The Capital for Beginning Farmers and Ranchers Act of 2025 would create a new pilot program under the Consolidated Farm and Rural Development Act to provide development loans and loan guarantees to qualified beginning farmers and ranchers. These loans would finance development expenditures—long-term capital investments that support start-up capacity and business growth (such as initial assets, branding, market development, bookkeeping systems, payroll, and compliance infrastructure). Loans are capped at $100,000, with repayment terms of 3 to 10 years, and an interest rate set by the Secretary at 0% to 3%. Collateral could be up to 100% of the loan value but may be reduced by the lender based on the borrower’s experience. The program must be established within two years of enactment and includes borrower training and ongoing evaluation with biennial congressional reporting. In addition to providing capital, the act emphasizes training for borrowers on bookkeeping, taxes, credit, cash flow, and risk management, delivered through existing USDA-related programs.
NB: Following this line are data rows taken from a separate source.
// Copyright (c) 2024-2026 Martin Schröder <info@swedishembedded.com>
//
// SPDX-License-Identifier: Apache-2.0
use std::collections::HashMap;
use std::path::{Path, PathBuf};

use anyhow::{bail, Context};
use sha2::{Digest, Sha256};
use tokio::process::Command;
use tracing::debug;

/// Content-addressed workspace snapshots built on git tree objects.
///
/// When the work path sits inside an existing git checkout, that checkout's
/// object store is used directly.  Otherwise a hidden bare-ish repository is
/// lazily initialized under the archiver's base directory, keyed by a hash of
/// the absolute work path, so snapshots never pollute the workspace itself.
///
/// A snapshot is: fresh temporary index → stage the whole tree (`add -A`) →
/// `write-tree`.  The resulting tree hash is the snapshot identifier.
/// Restore reads the tree into a temporary index, checks out every entry over
/// the working tree, then deletes untracked files to make the match exact.
pub struct WorkspaceArchiver {
    base_dir: PathBuf,
}

/// Directories that never belong in a snapshot.
const DEFAULT_EXCLUDES: &[&str] = &[
    ".git/",
    "node_modules/",
    "dist/",
    "build/",
    ".venv/",
    "venv/",
    "__pycache__/",
    "target/",
    ".npm-cache/",
];

struct RepoContext {
    root: PathBuf,
    /// GIT_DIR / GIT_WORK_TREE overrides for the hidden-repo case;
    /// empty when an existing checkout is used.
    env: HashMap<String, String>,
}

impl WorkspaceArchiver {
    pub fn new(base_dir: PathBuf) -> Self {
        Self { base_dir }
    }

    /// Stage the working tree and return the tree hash identifying it.
    pub async fn create_tree(&self, work_path: &Path) -> anyhow::Result<String> {
        let ctx = self.repo_context(work_path).await?;
        let index = tempfile::tempdir().context("creating temporary index dir")?;
        let index_file = index.path().join("index");

        run_git(&["add", "-A"], &ctx.root, &ctx.env, Some(&index_file)).await?;
        let tree = run_git(&["write-tree"], &ctx.root, &ctx.env, Some(&index_file)).await?;
        if tree.is_empty() {
            bail!("git write-tree produced no output");
        }
        debug!(tree = %tree, path = %work_path.display(), "snapshot tree written");
        Ok(tree)
    }

    /// Overwrite the working tree with the contents of `tree_hash` and delete
    /// anything the tree does not contain (excluded paths stay untouched).
    pub async fn restore(&self, tree_hash: &str, work_path: &Path) -> anyhow::Result<()> {
        if tree_hash.is_empty() {
            bail!("missing snapshot tree hash");
        }
        let ctx = self.repo_context(work_path).await?;
        let index = tempfile::tempdir().context("creating temporary index dir")?;
        let index_file = index.path().join("index");

        run_git(&["read-tree", tree_hash], &ctx.root, &ctx.env, Some(&index_file)).await?;
        run_git(
            &["checkout-index", "-a", "-f"],
            &ctx.root,
            &ctx.env,
            Some(&index_file),
        )
        .await?;
        run_git(&["clean", "-fd"], &ctx.root, &ctx.env, Some(&index_file)).await?;
        debug!(tree = %tree_hash, path = %work_path.display(), "snapshot restored");
        Ok(())
    }

    async fn repo_context(&self, work_path: &Path) -> anyhow::Result<RepoContext> {
        let root = work_path
            .canonicalize()
            .with_context(|| format!("resolving work path {}", work_path.display()))?;

        // Inside an existing checkout? Use its object store directly.
        if let Ok(top) = run_git(&["rev-parse", "--show-toplevel"], &root, &HashMap::new(), None)
            .await
        {
            if !top.is_empty() {
                return Ok(RepoContext {
                    root: PathBuf::from(top),
                    env: HashMap::new(),
                });
            }
        }

        // Hidden per-workspace repository under the snapshot base dir.
        let git_dir = self.hidden_repo_dir(&root);
        let mut env = HashMap::new();
        env.insert("GIT_DIR".to_string(), git_dir.display().to_string());
        env.insert("GIT_WORK_TREE".to_string(), root.display().to_string());

        if !git_dir.is_dir() {
            std::fs::create_dir_all(
                git_dir
                    .parent()
                    .context("hidden repo dir has no parent")?,
            )?;
            run_git(&["init", "--quiet"], &root, &env, None).await?;
            write_default_excludes(&git_dir);
        }
        Ok(RepoContext { root, env })
    }

    fn hidden_repo_dir(&self, canonical_work_path: &Path) -> PathBuf {
        let digest = Sha256::digest(canonical_work_path.display().to_string().as_bytes());
        let key = hex::encode(&digest[..8]);
        self.base_dir.join(key).join("git")
    }
}

fn write_default_excludes(git_dir: &Path) {
    let info_dir = git_dir.join("info");
    if std::fs::create_dir_all(&info_dir).is_err() {
        return;
    }
    let exclude = info_dir.join("exclude");
    if exclude.exists() {
        return;
    }
    let _ = std::fs::write(&exclude, DEFAULT_EXCLUDES.join("\n") + "\n");
}

async fn run_git(
    args: &[&str],
    cwd: &Path,
    env: &HashMap<String, String>,
    index_file: Option<&Path>,
) -> anyhow::Result<String> {
    let mut cmd = Command::new("git");
    cmd.args(args).current_dir(cwd);
    for (k, v) in env {
        cmd.env(k, v);
    }
    if let Some(index) = index_file {
        cmd.env("GIT_INDEX_FILE", index);
    }
    let output = cmd.output().await.context("running git")?;
    if !output.status.success() {
        let stderr = String::from_utf8_lossy(&output.stderr);
        let stdout = String::from_utf8_lossy(&output.stdout);
        let message = stderr.trim();
        bail!(
            "git {} failed: {}",
            args.join(" "),
            if message.is_empty() { stdout.trim() } else { message }
        );
    }
    Ok(String::from_utf8_lossy(&output.stdout).trim().to_string())
}

// ─── Unit tests ──────────────────────────────────────────────────────────────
The program also clarifies how these development loans would be treated for purposes of other farm loan authorities and reporting, and it requires regular evaluation to inform Congress about outcomes and operation.

Key Points

  • 1Definition and scope of development expenditures: The loan program can fund long-term investments such as initial assets, intangible infrastructure, soil fertility improvements, branding, market development, bookkeeping systems, payroll, and compliance-related improvements.
  • 2Establishment and eligibility: A pilot program to make or guarantee development loans to qualified beginning farmers and ranchers must be established within 2 years of enactment.
  • 3Loan terms and limits: Each development loan may have a repayment term of 3–10 years, must be used only for development expenditures, cannot exceed $100,000, and may carry an interest rate between 0% and 3%.
  • 4Collateral and repayment flexibility: Collateral up to 100% loan-to-value, with potential reductions at the lender’s discretion based on borrower experience; flexible principal repayment with at least 1% of the remaining balance due annually; annual interest payments required.
  • 5Training and evaluation: Borrowers receive comprehensive training on farming/ranching management, bookkeeping, taxes, credit, cash flow, and compliance, delivered through existing USDA-related programs; the Secretary must evaluate the pilot and report biennially to Congress on outcomes.

Impact Areas

Primary group/area affected: Beginning farmers and ranchers, especially those pursuing diverse or specialized production and marketing models who need upfront capital for start-up capacity and long-term investments.Secondary group/area affected: Lenders and USDA Rural Development/agency programs involved in direct or guaranteed operating loans, as well as entities delivering farmer training and advisory services.Additional impacts: Potential improvements in farm viability, diversification, and risk management; stronger foundations for long-term soil health and compliance systems; fiscal and program oversight implications for taxpayers, with outcomes tracked through regular evaluation and reporting to Congress.